Опускаю глаза на бледный артишок между розовыми ломтями рыбы. Эфраим по-своему понимает мой взгляд. Подзывает официанта, просит подогреть.
– Синди, не хочу тебе лгать. Я никогда не смогу оставить жену. Она – часть меня, как рука или нога.
– Или аппендикс.
– Неважно. Ты родишь ребенка, а Равиэла будет одинокой и несчастной всю жизнь. Я не смогу жить с ощущением вины! Если бы мы имели детей, мне было бы гораздо легче оставить жену... Возможно, мои слова звучат парадоксально...
– Более парадоксально, что ты подарил мне кольцо. По законам еврейской семьи таким образом жених покупает невесту. Забыл?
– Нет.

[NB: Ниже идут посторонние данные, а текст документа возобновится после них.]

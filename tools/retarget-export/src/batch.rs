//! Batch driver: retarget every recognized clip in a directory.

use std::path::{Path, PathBuf};

use anyhow::{Context, Result};

use retarget_core::{
    bake_bones, rename_to_target, simplify, RetargetError, RetargetOptions, Scene,
};

use crate::export::export_clip;
use crate::import::{import_clip, import_template, is_clip_file};

/// Convert every supported clip in `input_dir` against the skeleton
/// template, writing one GLB per clip into `output_dir`.
///
/// Returns the number of files successfully converted. Files with an
/// unsupported extension are not clips and never counted; a clip without a
/// recognizable hip bone is logged, skipped and not counted, and the batch
/// carries on. IO and decode failures abort the whole batch.
pub fn process_batch(
    input_dir: &Path,
    output_dir: &Path,
    template: &Path,
    options: RetargetOptions,
) -> Result<usize> {
    std::fs::create_dir_all(output_dir)
        .with_context(|| format!("Failed to create output directory: {:?}", output_dir))?;

    let mut files: Vec<PathBuf> = std::fs::read_dir(input_dir)
        .with_context(|| format!("Failed to read input directory: {:?}", input_dir))?
        .filter_map(|entry| entry.ok())
        .map(|entry| entry.path())
        .filter(|path| path.is_file())
        .collect();
    files.sort();

    let mut scene = Scene::new();
    let mut numfiles = 0;

    for file in files {
        if !is_clip_file(&file) {
            continue;
        }

        // Every clip is a transaction over the scene; reset is the commit.
        scene.reset();

        match convert_one(&mut scene, &file, template, output_dir, options) {
            Ok(output) => {
                tracing::info!("Converted {:?} -> {:?}", file, output);
                numfiles += 1;
            }
            Err(ConvertError::SkipClip(err)) => {
                tracing::warn!("Skipping {:?}: {}", file, err);
            }
            Err(ConvertError::Fatal(err)) => {
                scene.reset();
                return Err(err);
            }
        }

        scene.reset();
    }

    Ok(numfiles)
}

/// Convert a single clip file. `output` defaults to the input path with a
/// `.glb` extension next to the input.
pub fn process_single(
    input: &Path,
    output: Option<PathBuf>,
    template: &Path,
    options: RetargetOptions,
) -> Result<PathBuf> {
    let output_dir = output
        .as_deref()
        .and_then(Path::parent)
        .unwrap_or_else(|| input.parent().unwrap_or(Path::new(".")))
        .to_path_buf();
    if !output_dir.as_os_str().is_empty() {
        std::fs::create_dir_all(&output_dir)
            .with_context(|| format!("Failed to create output directory: {:?}", output_dir))?;
    }

    let mut scene = Scene::new();
    scene.reset();
    let result = match output {
        Some(path) => convert_into(&mut scene, input, template, path, options),
        None => convert_one(&mut scene, input, template, &output_dir, options)
            .map_err(ConvertError::into_inner),
    };
    scene.reset();
    result
}

enum ConvertError {
    /// Fatal for this clip only; the batch should continue.
    SkipClip(RetargetError),
    Fatal(anyhow::Error),
}

impl ConvertError {
    fn into_inner(self) -> anyhow::Error {
        match self {
            Self::SkipClip(err) => err.into(),
            Self::Fatal(err) => err,
        }
    }
}

fn convert_one(
    scene: &mut Scene,
    file: &Path,
    template: &Path,
    output_dir: &Path,
    options: RetargetOptions,
) -> std::result::Result<PathBuf, ConvertError> {
    let stem = file
        .file_stem()
        .and_then(|s| s.to_str())
        .unwrap_or("clip")
        .to_string();
    let output = output_dir.join(format!("{stem}.glb"));
    convert_into(scene, file, template, output, options).map_err(classify)
}

fn classify(err: anyhow::Error) -> ConvertError {
    match err.downcast::<RetargetError>() {
        Ok(err @ RetargetError::NoHipBone { .. }) => ConvertError::SkipClip(err),
        Ok(other) => ConvertError::Fatal(other.into()),
        Err(err) => ConvertError::Fatal(err),
    }
}

fn convert_into(
    scene: &mut Scene,
    file: &Path,
    template: &Path,
    output: PathBuf,
    options: RetargetOptions,
) -> Result<PathBuf> {
    // Fresh template per clip: its rest pose is never mutated across runs.
    let target = scene.add_armature(import_template(template)?);
    let source = scene.add_armature(import_clip(file)?);

    rename_to_target(scene.armature_mut(source));

    let act_name = file
        .file_stem()
        .and_then(|s| s.to_str())
        .unwrap_or("clip")
        .replace(' ', "_");

    let (src, tgt) = scene.pair_mut(source, target)?;
    bake_bones(src, tgt, &act_name, options)?;

    // Drop the mocap rig before export; only the baked target remains.
    scene.remove_armature(source);
    let target_armature = scene.armature_mut(target);
    if let Some(action) = target_armature.action.as_mut() {
        simplify(action);
    }

    export_clip(&output, scene.armature(target))?;
    Ok(output)
}
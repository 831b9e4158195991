//! Programmatic GLB fixtures for integration tests.
//!
//! Armatures are built in memory and written through the exporter, so the
//! fixtures exercise the same GLB path the tool ships.

use std::path::Path;

use glam::{Quat, Vec3};
use retarget_core::{
    Action, Armature, Bone, ChannelProperty, ChannelTarget, Interpolation, Skeleton, Transform,
};
use retarget_export::export_clip;

/// Rest-pose hip height shared by the source rig and the template.
pub const HIP_HEIGHT: f32 = 0.95;
/// Last keyed frame of the generated clip.
pub const CLIP_FRAMES: i32 = 20;

fn offset(x: f32, y: f32, z: f32) -> Transform {
    Transform::new(Vec3::new(x, y, z), Quat::IDENTITY, Vec3::ONE)
}

/// Mocap-style source rig: namespaced vendor bone names, hips travelling
/// forward with a vertical bob, one arm waving.
pub fn mocap_source() -> Armature {
    let bones = vec![
        Bone::new("mixamorig:Hips", None, offset(0.0, 0.0, HIP_HEIGHT)),
        Bone::new("mixamorig:Spine", Some(0), offset(0.0, 0.0, 0.15)),
        Bone::new("mixamorig:LeftArm", Some(1), offset(0.2, 0.0, 0.3)),
        Bone::new("mixamorig:RightArm", Some(1), offset(-0.2, 0.0, 0.3)),
        Bone::new("mixamorig:LeftUpLeg", Some(0), offset(0.1, 0.0, -0.05)),
    ];
    let mut armature = Armature::new("Armature", Skeleton::from_bones(bones).unwrap());

    let mut action = Action::new("clip");
    let hips = ChannelTarget::Bone("mixamorig:Hips".into());
    let arm = ChannelTarget::Bone("mixamorig:LeftArm".into());
    for frame in 0..=CLIP_FRAMES {
        let f = frame as f32;
        action
            .curve_ensure(&hips, ChannelProperty::Location, 1)
            .insert(f, f * 0.05, Interpolation::Linear);
        action
            .curve_ensure(&hips, ChannelProperty::Location, 2)
            .insert(
                f,
                HIP_HEIGHT + 0.05 * (f * 0.7).sin(),
                Interpolation::Linear,
            );
        let wave = Quat::from_rotation_x(0.4 * (f * 0.5).sin());
        for (i, v) in [wave.x, wave.y, wave.z, wave.w].into_iter().enumerate() {
            action
                .curve_ensure(&arm, ChannelProperty::RotationQuaternion, i)
                .insert(f, v, Interpolation::Linear);
        }
    }
    armature.action = Some(action);
    armature
}

/// A rig with an animation but none of the hip candidate bones.
pub fn hipless_source() -> Armature {
    let bones = vec![
        Bone::new("Prop", None, Transform::IDENTITY),
        Bone::new("PropTip", Some(0), offset(0.0, 0.0, 0.4)),
    ];
    let mut armature = Armature::new("Prop", Skeleton::from_bones(bones).unwrap());
    let mut action = Action::new("spin");
    let prop = ChannelTarget::Bone("Prop".into());
    for frame in 0..=CLIP_FRAMES {
        action
            .curve_ensure(&prop, ChannelProperty::Location, 0)
            .insert(frame as f32, frame as f32 * 0.01, Interpolation::Linear);
    }
    armature.action = Some(action);
    armature
}

/// Target skeleton template: engine-style names, one non-deforming helper
/// bone, no animation.
pub fn target_template() -> Armature {
    let bones = vec![
        Bone::new("pelvis", None, offset(0.0, 0.0, HIP_HEIGHT)),
        Bone::new("spine_01", Some(0), offset(0.0, 0.0, 0.15)),
        Bone::new("upperarm_l", Some(1), offset(0.2, 0.0, 0.3)),
        Bone::new("upperarm_r", Some(1), offset(-0.2, 0.0, 0.3)),
        Bone::new("thigh_l", Some(0), offset(0.1, 0.0, -0.05)),
        Bone::new("ik_foot_root", Some(0), Transform::IDENTITY).with_deform(false),
    ];
    Armature::new("SK_Template", Skeleton::from_bones(bones).unwrap())
}

/// Write a fixture armature to `path` as GLB.
pub fn write_fixture(path: &Path, armature: &Armature) {
    export_clip(path, armature).expect("failed to write fixture GLB");
}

Я совершенно не думал об этом, когда дарил тебе перстень.
– Даже подсознательно?
– Не знаю...
– Где ты его купил?
– В Будапеште.
– – Ложь. Таких вещей в Будапеште не бывает, ты купил перстень в Израиле.

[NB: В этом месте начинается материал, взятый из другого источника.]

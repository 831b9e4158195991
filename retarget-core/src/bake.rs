//! Constraint-driven baking: root motion extraction and per-bone transfer.
//!
//! The bake primitive samples a driven transform once per integer frame,
//! converts it to the owner's local space against the target's already-baked
//! channels and writes explicit keyframes. Constraint stacks live on the
//! stack of the baking function and are dropped when it returns, which is
//! the "bake with constraint clearing" contract.

use glam::Mat4;

use crate::action::{Action, ChannelProperty, ChannelTarget, Interpolation};
use crate::constraint::{apply_stack, Constraint};
use crate::continuity::quaternion_cleanup;
use crate::error::RetargetError;
use crate::pose::{sample_pose, world_matrices};
use crate::skeleton::Armature;
use crate::transform::Transform;

/// Hip bone spellings tried in order on the source skeleton. Tolerates
/// un-translated and partially-translated sources.
pub const HIP_CANDIDATES: &[&str] = &["Hips", "mixamorig:Hips", "mixamorig_Hips", "pelvis"];

/// Root-motion transfer options.
#[derive(Clone, Copy, Debug)]
pub struct RetargetOptions {
    /// Transfer hip motion onto the target root channel at all.
    pub hips_to_root: bool,
    pub use_x: bool,
    pub use_y: bool,
    /// Transfer vertical hip motion (offset-relative to the root's own
    /// rest height).
    pub use_z: bool,
    /// Transfer hip yaw onto the root. Wanted for curve-walking clips,
    /// unwanted for straight walks with strong hip sway.
    pub use_rotation: bool,
    /// Keep the root clamped to the ground plane: the root never sinks
    /// below zero and only rises during jumps.
    pub on_ground: bool,
}

impl Default for RetargetOptions {
    fn default() -> Self {
        Self {
            hips_to_root: true,
            use_x: true,
            use_y: true,
            use_z: true,
            use_rotation: true,
            on_ground: true,
        }
    }
}

/// Locate the source hip bone, trying each candidate name in order.
fn find_hip(source: &Armature, candidates: &[&str]) -> Result<usize, RetargetError> {
    candidates
        .iter()
        .find_map(|name| source.skeleton.index_of(name))
        .ok_or_else(|| RetargetError::NoHipBone {
            armature: source.name.clone(),
            tried: candidates.iter().map(|s| s.to_string()).collect(),
        })
}

/// Extract root motion from the source hip bone onto the target's object
/// channel, baking explicit keyframes into `action`.
///
/// With `hips_to_root` disabled the root keeps its template rest transform
/// and no keys are written; locating the hip still happens first so a
/// hipless clip fails the same way in both configurations.
pub fn bake_root(
    source: &Armature,
    target: &mut Armature,
    action: &mut Action,
    hip_candidates: &[&str],
    options: RetargetOptions,
    frame_range: (i32, i32),
) -> Result<(), RetargetError> {
    let hip = find_hip(source, hip_candidates)?;
    let ground_offset = source.bone_rest_world_head(hip).z;

    if !options.hips_to_root {
        return Ok(());
    }

    let mut stack = Vec::new();
    if options.use_z {
        stack.push(Constraint::CopyLocation {
            use_x: false,
            use_y: false,
            use_z: true,
            use_offset: true,
        });
        if options.on_ground {
            // Static baseline cancels the rest-pose hip height; the limit
            // keeps the root from ever sinking below the ground plane.
            target.transform.translation.z = -ground_offset;
            stack.push(Constraint::LimitLocation { min_z: 0.0 });
        }
    }
    stack.push(Constraint::CopyLocation {
        use_x: options.use_x,
        use_y: options.use_y,
        use_z: false,
        use_offset: false,
    });
    stack.push(Constraint::CopyRotation {
        use_x: false,
        use_y: false,
        use_z: options.use_rotation,
    });

    tracing::debug!(
        hip = %source.skeleton.bone(hip).name,
        ground_offset,
        "baking root motion"
    );

    let src_action = source.action.as_ref();
    for frame in frame_range.0..=frame_range.1 {
        let f = frame as f32;
        let src_pose = sample_pose(source, src_action, f);
        let (_, src_worlds) = world_matrices(source, &src_pose);
        let hip_world = Transform::from_matrix(&src_worlds[hip]);

        let driven = apply_stack(&stack, target.transform, &hip_world);

        for i in 0..3 {
            action
                .curve_ensure(&ChannelTarget::Object, ChannelProperty::Location, i)
                .insert(f, driven.translation[i], Interpolation::Linear);
        }
        let rot = driven.rotation;
        for (i, value) in [rot.x, rot.y, rot.z, rot.w].into_iter().enumerate() {
            action
                .curve_ensure(&ChannelTarget::Object, ChannelProperty::RotationQuaternion, i)
                .insert(f, value, Interpolation::Linear);
        }
    }
    // stack dropped here: constraints cleared by the bake

    Ok(())
}

/// Retarget and bake every target bone from the identically-named source
/// bone, then repair quaternion continuity and attach the finished action.
///
/// The root channel is extracted first. Matched bones get a full
/// location+rotation copy baked one bone at a time, parents before
/// children. Deforming bones without a source counterpart are deferred and
/// baked driver-less afterwards so they still carry explicit rest keys;
/// non-deforming unmatched bones are left untouched.
pub fn bake_bones(
    source: &Armature,
    target: &mut Armature,
    action_name: &str,
    options: RetargetOptions,
) -> Result<(), RetargetError> {
    let src_action = source.action.as_ref().ok_or_else(|| RetargetError::MissingAction {
        armature: source.name.clone(),
    })?;
    let (range_start, range_end) =
        src_action
            .frame_range()
            .ok_or_else(|| RetargetError::MissingAction {
                armature: source.name.clone(),
            })?;
    // Round, don't floor/ceil: clip times that went through a
    // seconds-per-frame conversion carry float noise around integer frames.
    let frame_range = (range_start.round() as i32, range_end.round() as i32);
    let frame_count = (frame_range.1 - frame_range.0 + 1) as usize;

    let mut action = Action::new(action_name);
    bake_root(source, target, &mut action, HIP_CANDIDATES, options, frame_range)?;

    // Source world transforms per frame, shared by every per-bone bake.
    let mut src_worlds: Vec<Vec<Transform>> = Vec::with_capacity(frame_count);
    for frame in frame_range.0..=frame_range.1 {
        let pose = sample_pose(source, Some(src_action), frame as f32);
        let (_, worlds) = world_matrices(source, &pose);
        src_worlds.push(worlds.iter().map(Transform::from_matrix).collect());
    }

    // Target object matrix per frame, from the freshly-baked root channel.
    let obj_worlds: Vec<Mat4> = (frame_range.0..=frame_range.1)
        .map(|frame| {
            sample_pose(target, Some(&action), frame as f32)
                .object
                .to_matrix()
        })
        .collect();

    // Baked local pose per frame, updated as bones bake so children convert
    // against their parent's baked world transform.
    let rest_locals: Vec<Transform> = target
        .skeleton
        .bones()
        .iter()
        .map(|b| b.rest_local)
        .collect();
    let mut tgt_locals: Vec<Vec<Transform>> = vec![rest_locals; frame_count];

    let mut deferred = Vec::new();
    for ti in 0..target.skeleton.len() {
        let bone = target.skeleton.bone(ti);
        match source.skeleton.index_of(&bone.name) {
            Some(si) => {
                bake_one_bone(
                    target,
                    &mut action,
                    &mut tgt_locals,
                    &obj_worlds,
                    ti,
                    Some((si, &src_worlds)),
                    frame_range,
                );
            }
            None if bone.deform => deferred.push(ti),
            None => {}
        }
    }

    // Driver-less pass: every deforming bone ends up keyed, even when no
    // motion was retargeted onto it.
    for ti in deferred {
        bake_one_bone(
            target,
            &mut action,
            &mut tgt_locals,
            &obj_worlds,
            ti,
            None,
            frame_range,
        );
    }

    quaternion_cleanup(&mut action, true, true);
    target.action = Some(action);

    tracing::debug!(action = action_name, "bake finished");
    Ok(())
}

/// Bake a single target bone over the frame range, only ever writing keys
/// for this bone. `driver` is the matching source bone and its per-frame
/// world transforms; `None` bakes the bone's current (rest) pose.
fn bake_one_bone(
    target: &Armature,
    action: &mut Action,
    tgt_locals: &mut [Vec<Transform>],
    obj_worlds: &[Mat4],
    ti: usize,
    driver: Option<(usize, &[Vec<Transform>])>,
    frame_range: (i32, i32),
) {
    let bone = target.skeleton.bone(ti);
    let channel = ChannelTarget::Bone(bone.name.clone());
    let parent = bone.parent;
    let stack = [
        Constraint::copy_location_full(),
        Constraint::copy_rotation_full(),
    ];

    for frame in frame_range.0..=frame_range.1 {
        let fi = (frame - frame_range.0) as usize;
        let local = match driver {
            Some((si, src_worlds)) => {
                let owner_world =
                    Transform::from_matrix(&world_of(target, tgt_locals, obj_worlds, fi, ti));
                let driven = apply_stack(&stack, owner_world, &src_worlds[fi][si]);
                let parent_world = match parent {
                    Some(p) => world_of(target, tgt_locals, obj_worlds, fi, p),
                    None => obj_worlds[fi],
                };
                let local = Transform::from_matrix(&(parent_world.inverse() * driven.to_matrix()));
                tgt_locals[fi][ti] = local;
                local
            }
            None => tgt_locals[fi][ti],
        };

        let f = frame as f32;
        for i in 0..3 {
            action
                .curve_ensure(&channel, ChannelProperty::Location, i)
                .insert(f, local.translation[i], Interpolation::Linear);
        }
        let rot = local.rotation;
        for (i, value) in [rot.x, rot.y, rot.z, rot.w].into_iter().enumerate() {
            action
                .curve_ensure(&channel, ChannelProperty::RotationQuaternion, i)
                .insert(f, value, Interpolation::Linear);
        }
    }
}

/// World matrix of one target bone at one frame, from the baked-so-far
/// local pose.
fn world_of(
    target: &Armature,
    tgt_locals: &[Vec<Transform>],
    obj_worlds: &[Mat4],
    fi: usize,
    bone: usize,
) -> Mat4 {
    let mut chain = Vec::new();
    let mut cursor = Some(bone);
    while let Some(i) = cursor {
        chain.push(i);
        cursor = target.skeleton.bone(i).parent;
    }
    let mut world = obj_worlds[fi];
    for &i in chain.iter().rev() {
        world *= tgt_locals[fi][i].to_matrix();
    }
    world
}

– Да... Когда уезжаю за границу, заранее покупаю подарок, потом обычно нет времени.
– Ты прекрасный муж.
– Да? Почему?
– Всегда думаешь о жене, возвращаешься домой с подарками.
– Равиэла очень любит меня. Она такая умница! В день свадьбы я обещал сделать ее счастливой, обещал много детей. Равиэла была красивой образованной девушкой из богатой семьи, а я бедным, ничем не привлекательным студентом. До сих пор удивляюсь, почему она согласилась выйти за меня. Ты не поверишь, я от счастья вырос после этого за год на целую голову.